(Given records begins)

//! Configuration System
//!
//! Run parameters loaded from a TOML file. Every section falls back to its
//! defaults, so a file only needs to name the values it changes.

use bevy_ecs::prelude::*;
use serde::{Deserialize, Serialize};
use std::path::Path;
use thiserror::Error;

use crate::systems::boundary::Bounds;

/// Default config file path
pub const DEFAULT_CONFIG_PATH: &str = "particle_life.toml";

/// Immutable configuration for one run.
///
/// Inserted into the world as a resource at initialization and only ever read
/// afterwards.
#[derive(Resource, Debug, Clone, PartialEq, Serialize, Deserialize)]
pub struct SimulationConfig {
    /// Population size
    #[serde(default)]
    pub population: PopulationConfig,
    /// Friction and the ranges coefficients are sampled from
    #[serde(default)]
    pub forces: ForceConfig,
    /// Domain rectangle
    #[serde(default)]
    pub bounds: Bounds,
    /// Integration and update ordering
    #[serde(default)]
    pub stepping: SteppingConfig,
    /// One entry per particle type; the index is the type id
    #[serde(default = "default_types")]
    pub types: Vec<TypeTemplateConfig>,
}

impl Default for SimulationConfig {
    fn default() -> Self {
        Self {
            population: PopulationConfig::default(),
            forces: ForceConfig::default(),
            bounds: Bounds::default(),
            stepping: SteppingConfig::default(),
            types: default_types(),
        }
    }
}

/// Population settings
#[derive(Debug, Clone, PartialEq, Serialize, Deserialize)]
#[serde(default)]
pub struct PopulationConfig {
    /// Particles spawned at initialization
    pub initial_particle_amount: usize,
}

impl Default for PopulationConfig {
    fn default() -> Self {
        Self {
            initial_particle_amount: 400,
        }
    }
}

/// Force settings
#[derive(Debug, Clone, PartialEq, Serialize, Deserialize)]
#[serde(default)]
pub struct ForceConfig {
    /// Net force at or below this magnitude stops a particle dead
    pub friction: f32,
    pub min_effect_radius: f32,
    pub max_effect_radius: f32,
    pub min_pull: f32,
    pub max_pull: f32,
}

impl Default for ForceConfig {
    fn default() -> Self {
        Self {
            friction: 0.05,
            min_effect_radius: 1.0,
            max_effect_radius: 5.0,
            min_pull: -1.0,
            max_pull: 1.0,
        }
    }
}

/// How particles within one tick observe each other
#[derive(Debug, Clone, Copy, PartialEq, Eq, Serialize, Deserialize, Default)]
#[serde(rename_all = "snake_case")]
pub enum UpdateMode {
    /// Every particle reads the frozen pre-tick population
    #[default]
    Synchronous,
    /// Particles update in place in id order; later particles see the
    /// wrapped positions of earlier ones
    Sequential,
}

/// Stepping settings
#[derive(Debug, Clone, PartialEq, Serialize, Deserialize)]
#[serde(default)]
pub struct SteppingConfig {
    /// Seconds of motion integrated per tick; zero freezes positions
    pub time_step: f32,
    pub update_mode: UpdateMode,
}

impl Default for SteppingConfig {
    fn default() -> Self {
        Self {
            time_step: 0.02,
            update_mode: UpdateMode::Synchronous,
        }
    }
}

/// One particle type as authored in the config file
#[derive(Debug, Clone, PartialEq, Serialize, Deserialize)]
pub struct TypeTemplateConfig {
    pub name: String,
    /// Pull used when the matrix-derived magnitude degenerates
    #[serde(default)]
    pub default_pull: f32,
    /// Display color for renderers, RGB in 0..1
    #[serde(default = "default_color")]
    pub color: [f32; 3],
}

impl TypeTemplateConfig {
    pub fn new(name: impl Into<String>, default_pull: f32) -> Self {
        Self {
            name: name.into(),
            default_pull,
            color: default_color(),
        }
    }

    pub fn with_color(mut self, color: [f32; 3]) -> Self {
        self.color = color;
        self
    }
}

fn default_color() -> [f32; 3] {
    [1.0, 1.0, 1.0]
}

fn default_types() -> Vec<TypeTemplateConfig> {
    vec![
        TypeTemplateConfig::new("red", 0.4).with_color([1.0, 0.3, 0.3]),
        TypeTemplateConfig::new("green", -0.2).with_color([0.3, 1.0, 0.3]),
        TypeTemplateConfig::new("blue", 0.1).with_color([0.3, 0.4, 1.0]),
        TypeTemplateConfig::new("yellow", -0.5).with_color([1.0, 0.9, 0.2]),
        TypeTemplateConfig::new("violet", 0.7).with_color([0.8, 0.3, 1.0]),
    ]
}

impl SimulationConfig {
    /// Loads configuration from a TOML file.
    pub fn load(path: impl AsRef<Path>) -> Result<Self, ConfigError> {
        let content = std::fs::read_to_string(path.as_ref())?;
        Self::from_str(&content)
    }

    /// Parses configuration from a TOML string.
    pub fn from_str(content: &str) -> Result<Self, ConfigError> {
        Ok(toml::from_str(content)?)
    }

    /// Serializes this configuration as pretty TOML.
    pub fn to_toml(&self) -> Result<String, ConfigError> {
        Ok(toml::to_string_pretty(self)?)
    }

    /// Number of particle types
    pub fn type_count(&self) -> usize {
        self.types.len()
    }

    /// Rejects configurations that would make sampling or wrapping meaningless.
    pub fn validate(&self) -> Result<(), ConfigError> {
        let forces = &self.forces;
        let bounds = &self.bounds;

        if self.types.is_empty() {
            return Err(ConfigError::Invalid("at least one particle type is required".into()));
        }
        check_range("effect radius", forces.min_effect_radius, forces.max_effect_radius)?;
        if forces.min_effect_radius < 0.0 {
            return Err(ConfigError::Invalid(format!(
                "min_effect_radius must be non-negative, got {}",
                forces.min_effect_radius
            )));
        }
        check_range("pull", forces.min_pull, forces.max_pull)?;
        check_range("x bounds", bounds.min_x, bounds.max_x)?;
        check_range("y bounds", bounds.min_y, bounds.max_y)?;

        if !(forces.friction >= 0.0 && forces.friction.is_finite()) {
            return Err(ConfigError::Invalid(format!(
                "friction must be a non-negative number, got {}",
                forces.friction
            )));
        }
        if !(self.stepping.time_step >= 0.0 && self.stepping.time_step.is_finite()) {
            return Err(ConfigError::Invalid(format!(
                "time_step must be a non-negative number, got {}",
                self.stepping.time_step
            )));
        }
        for template in &self.types {
            if !template.default_pull.is_finite() {
                return Err(ConfigError::Invalid(format!(
                    "type '{}' has a non-finite default_pull",
                    template.name
                )));
            }
        }
        Ok(())
    }
}

fn check_range(what: &str, min: f32, max: f32) -> Result<(), ConfigError> {
    if !(min.is_finite() && max.is_finite()) {
        return Err(ConfigError::Invalid(format!("{} range must be finite", what)));
    }
    if min > max {
        return Err(ConfigError::Invalid(format!(
            "{} range is inverted: min {} > max {}",
            what, min, max
        )));
    }
    Ok(())
}

/// Errors that can occur while loading or validating configuration.
#[derive(Debug, Error)]
pub enum ConfigError {
    #[error("IO error: {0}")]
    Io(#[from] std::io::Error),
    #[error("TOML parse error: {0}")]
    Parse(#[from] toml::de::Error),
    #[error("TOML serialize error: {0}")]
    Serialize(#[from] toml::ser::Error),
    #[error("invalid configuration: {0}")]
    Invalid(String),
}

/// Generates a commented default configuration file.
pub fn default_config_toml() -> String {
    r#"# Particle Life Configuration

[population]
initial_particle_amount = 400

[forces]
friction = 0.05
min_effect_radius = 1.0
max_effect_radius = 5.0
min_pull = -1.0
max_pull = 1.0

[bounds]
min_x = -20.0
min_y = -12.0
max_x = 20.0
max_y = 12.0

[stepping]
time_step = 0.02
update_mode = "synchronous"   # or "sequential"

[[types]]
name = "red"
default_pull = 0.4
color = [1.0, 0.3, 0.3]

[[types]]
name = "green"
default_pull = -0.2
color = [0.3, 1.0, 0.3]

[[types]]
name = "blue"
default_pull = 0.1
color = [0.3, 0.4, 1.0]

[[types]]
name = "yellow"
default_pull = -0.5
color = [1.0, 0.9, 0.2]

[[types]]
name = "violet"
default_pull = 0.7
color = [0.8, 0.3, 1.0]
"#
    .to_string()
}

(Given records ends)

Which of the lines above carry the string "PopulationConfig"? Copy every one.

    pub population: PopulationConfig,
            population: PopulationConfig::default(),
pub struct PopulationConfig {
impl Default for PopulationConfig {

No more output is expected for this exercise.